Your instructions –
Give back every record below, character for character.

Exercise data –
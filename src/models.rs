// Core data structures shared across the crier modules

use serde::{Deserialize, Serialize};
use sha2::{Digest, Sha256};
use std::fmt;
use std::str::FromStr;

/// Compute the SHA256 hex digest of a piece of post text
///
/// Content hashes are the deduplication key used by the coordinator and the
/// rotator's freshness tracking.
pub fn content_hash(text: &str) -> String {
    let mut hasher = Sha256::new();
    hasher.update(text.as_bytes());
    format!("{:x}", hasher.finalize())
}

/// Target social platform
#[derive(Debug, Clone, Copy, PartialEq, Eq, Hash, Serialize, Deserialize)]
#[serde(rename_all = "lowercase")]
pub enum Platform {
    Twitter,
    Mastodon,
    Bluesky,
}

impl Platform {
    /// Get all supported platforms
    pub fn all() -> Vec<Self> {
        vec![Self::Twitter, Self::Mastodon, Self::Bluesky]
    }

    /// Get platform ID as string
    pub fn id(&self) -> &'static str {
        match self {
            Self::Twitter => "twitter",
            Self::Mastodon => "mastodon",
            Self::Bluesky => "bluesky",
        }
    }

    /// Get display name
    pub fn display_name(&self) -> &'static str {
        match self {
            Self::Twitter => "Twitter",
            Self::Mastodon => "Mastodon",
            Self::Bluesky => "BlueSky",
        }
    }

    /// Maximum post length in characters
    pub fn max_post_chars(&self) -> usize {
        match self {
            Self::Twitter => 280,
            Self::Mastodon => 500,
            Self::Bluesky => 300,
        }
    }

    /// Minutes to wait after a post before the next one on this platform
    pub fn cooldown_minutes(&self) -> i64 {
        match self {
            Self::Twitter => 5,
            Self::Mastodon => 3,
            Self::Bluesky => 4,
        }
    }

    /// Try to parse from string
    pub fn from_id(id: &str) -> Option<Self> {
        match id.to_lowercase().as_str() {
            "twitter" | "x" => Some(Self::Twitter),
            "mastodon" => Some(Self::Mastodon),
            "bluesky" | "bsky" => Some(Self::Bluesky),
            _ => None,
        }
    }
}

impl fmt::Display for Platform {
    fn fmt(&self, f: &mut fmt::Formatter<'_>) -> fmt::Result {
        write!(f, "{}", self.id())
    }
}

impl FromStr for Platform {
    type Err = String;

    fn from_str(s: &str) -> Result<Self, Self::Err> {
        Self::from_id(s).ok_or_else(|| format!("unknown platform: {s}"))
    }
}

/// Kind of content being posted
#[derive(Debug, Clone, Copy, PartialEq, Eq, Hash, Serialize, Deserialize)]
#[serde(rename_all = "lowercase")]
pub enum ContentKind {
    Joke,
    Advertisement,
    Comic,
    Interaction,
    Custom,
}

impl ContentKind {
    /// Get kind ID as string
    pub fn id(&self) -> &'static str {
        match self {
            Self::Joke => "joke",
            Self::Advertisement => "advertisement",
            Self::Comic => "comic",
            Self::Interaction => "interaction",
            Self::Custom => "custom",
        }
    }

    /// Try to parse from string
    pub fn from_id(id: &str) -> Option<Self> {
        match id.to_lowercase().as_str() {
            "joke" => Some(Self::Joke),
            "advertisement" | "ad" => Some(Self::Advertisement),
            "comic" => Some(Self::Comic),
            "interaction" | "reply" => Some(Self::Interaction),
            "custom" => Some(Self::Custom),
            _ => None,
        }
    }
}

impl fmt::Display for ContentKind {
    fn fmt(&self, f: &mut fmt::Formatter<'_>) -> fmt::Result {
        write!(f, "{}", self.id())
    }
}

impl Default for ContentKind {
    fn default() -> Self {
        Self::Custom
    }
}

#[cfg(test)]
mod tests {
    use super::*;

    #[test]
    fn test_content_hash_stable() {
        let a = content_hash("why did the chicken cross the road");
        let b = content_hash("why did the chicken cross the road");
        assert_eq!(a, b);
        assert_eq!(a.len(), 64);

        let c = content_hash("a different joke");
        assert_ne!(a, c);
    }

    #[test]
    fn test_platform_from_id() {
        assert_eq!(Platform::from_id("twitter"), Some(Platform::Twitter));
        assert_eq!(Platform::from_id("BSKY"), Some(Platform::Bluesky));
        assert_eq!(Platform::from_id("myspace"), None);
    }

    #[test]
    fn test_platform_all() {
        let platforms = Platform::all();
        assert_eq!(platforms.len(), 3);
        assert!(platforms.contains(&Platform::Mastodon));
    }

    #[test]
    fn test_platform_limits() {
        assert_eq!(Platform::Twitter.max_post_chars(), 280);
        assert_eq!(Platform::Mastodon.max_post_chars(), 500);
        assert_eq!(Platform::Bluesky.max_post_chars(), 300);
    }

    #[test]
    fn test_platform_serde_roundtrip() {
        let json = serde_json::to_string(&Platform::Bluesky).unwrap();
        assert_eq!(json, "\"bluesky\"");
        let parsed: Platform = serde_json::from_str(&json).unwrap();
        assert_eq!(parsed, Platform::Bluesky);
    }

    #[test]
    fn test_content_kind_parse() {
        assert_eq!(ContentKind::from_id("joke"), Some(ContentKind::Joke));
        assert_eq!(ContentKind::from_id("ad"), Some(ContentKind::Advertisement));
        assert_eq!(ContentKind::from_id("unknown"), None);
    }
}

The answer –
filename src/models.rs
// Core data structures shared across the crier modules

use serde::{Deserialize, Serialize};
use sha2::{Digest, Sha256};
use std::fmt;
use std::str::FromStr;

/// Compute the SHA256 hex digest of a piece of post text
///
/// Content hashes are the deduplication key used by the coordinator and the
/// rotator's freshness tracking.
pub fn content_hash(text: &str) -> String {
    let mut hasher = Sha256::new();
    hasher.update(text.as_bytes());
    format!("{:x}", hasher.finalize())
}

/// Target social platform
#[derive(Debug, Clone, Copy, PartialEq, Eq, Hash, Serialize, Deserialize)]
#[serde(rename_all = "lowercase")]
pub enum Platform {
    Twitter,
    Mastodon,
    Bluesky,
}

impl Platform {
    /// Get all supported platforms
    pub fn all() -> Vec<Self> {
        vec![Self::Twitter, Self::Mastodon, Self::Bluesky]
    }

    /// Get platform ID as string
    pub fn id(&self) -> &'static str {
        match self {
            Self::Twitter => "twitter",
            Self::Mastodon => "mastodon",
            Self::Bluesky => "bluesky",
        }
    }

    /// Get display name
    pub fn display_name(&self) -> &'static str {
        match self {
            Self::Twitter => "Twitter",
            Self::Mastodon => "Mastodon",
            Self::Bluesky => "BlueSky",
        }
    }

    /// Maximum post length in characters
    pub fn max_post_chars(&self) -> usize {
        match self {
            Self::Twitter => 280,
            Self::Mastodon => 500,
            Self::Bluesky => 300,
        }
    }

    /// Minutes to wait after a post before the next one on this platform
    pub fn cooldown_minutes(&self) -> i64 {
        match self {
            Self::Twitter => 5,
            Self::Mastodon => 3,
            Self::Bluesky => 4,
        }
    }

    /// Try to parse from string
    pub fn from_id(id: &str) -> Option<Self> {
        match id.to_lowercase().as_str() {
            "twitter" | "x" => Some(Self::Twitter),
            "mastodon" => Some(Self::Mastodon),
            "bluesky" | "bsky" => Some(Self::Bluesky),
            _ => None,
        }
    }
}

impl fmt::Display for Platform {
    fn fmt(&self, f: &mut fmt::Formatter<'_>) -> fmt::Result {
        write!(f, "{}", self.id())
    }
}

impl FromStr for Platform {
    type Err = String;

    fn from_str(s: &str) -> Result<Self, Self::Err> {
        Self::from_id(s).ok_or_else(|| format!("unknown platform: {s}"))
    }
}

/// Kind of content being posted
#[derive(Debug, Clone, Copy, PartialEq, Eq, Hash, Serialize, Deserialize)]
#[serde(rename_all = "lowercase")]
pub enum ContentKind {
    Joke,
    Advertisement,
    Comic,
    Interaction,
    Custom,
}

impl ContentKind {
    /// Get kind ID as string
    pub fn id(&self) -> &'static str {
        match self {
            Self::Joke => "joke",
            Self::Advertisement => "advertisement",
            Self::Comic => "comic",
            Self::Interaction => "interaction",
            Self::Custom => "custom",
        }
    }

    /// Try to parse from string
    pub fn from_id(id: &str) -> Option<Self> {
        match id.to_lowercase().as_str() {
            "joke" => Some(Self::Joke),
            "advertisement" | "ad" => Some(Self::Advertisement),
            "comic" => Some(Self::Comic),
            "interaction" | "reply" => Some(Self::Interaction),
            "custom" => Some(Self::Custom),
            _ => None,
        }
    }
}

impl fmt::Display for ContentKind {
    fn fmt(&self, f: &mut fmt::Formatter<'_>) -> fmt::Result {
        write!(f, "{}", self.id())
    }
}

impl Default for ContentKind {
    fn default() -> Self {
        Self::Custom
    }
}

#[cfg(test)]
mod tests {
    use super::*;

    #[test]
    fn test_content_hash_stable() {
        let a = content_hash("why did the chicken cross the road");
        let b = content_hash("why did the chicken cross the road");
        assert_eq!(a, b);
        assert_eq!(a.len(), 64);

        let c = content_hash("a different joke");
        assert_ne!(a, c);
    }

    #[test]
    fn test_platform_from_id() {
        assert_eq!(Platform::from_id("twitter"), Some(Platform::Twitter));
        assert_eq!(Platform::from_id("BSKY"), Some(Platform::Bluesky));
        assert_eq!(Platform::from_id("myspace"), None);
    }

    #[test]
    fn test_platform_all() {
        let platforms = Platform::all();
        assert_eq!(platforms.len(), 3);
        assert!(platforms.contains(&Platform::Mastodon));
    }

    #[test]
    fn test_platform_limits() {
        assert_eq!(Platform::Twitter.max_post_chars(), 280);
        assert_eq!(Platform::Mastodon.max_post_chars(), 500);
        assert_eq!(Platform::Bluesky.max_post_chars(), 300);
    }

    #[test]
    fn test_platform_serde_roundtrip() {
        let json = serde_json::to_string(&Platform::Bluesky).unwrap();
        assert_eq!(json, "\"bluesky\"");
        let parsed: Platform = serde_json::from_str(&json).unwrap();
        assert_eq!(parsed, Platform::Bluesky);
    }

    #[test]
    fn test_content_kind_parse() {
        assert_eq!(ContentKind::from_id("joke"), Some(ContentKind::Joke));
        assert_eq!(ContentKind::from_id("ad"), Some(ContentKind::Advertisement));
        assert_eq!(ContentKind::from_id("unknown"), None);
    }
}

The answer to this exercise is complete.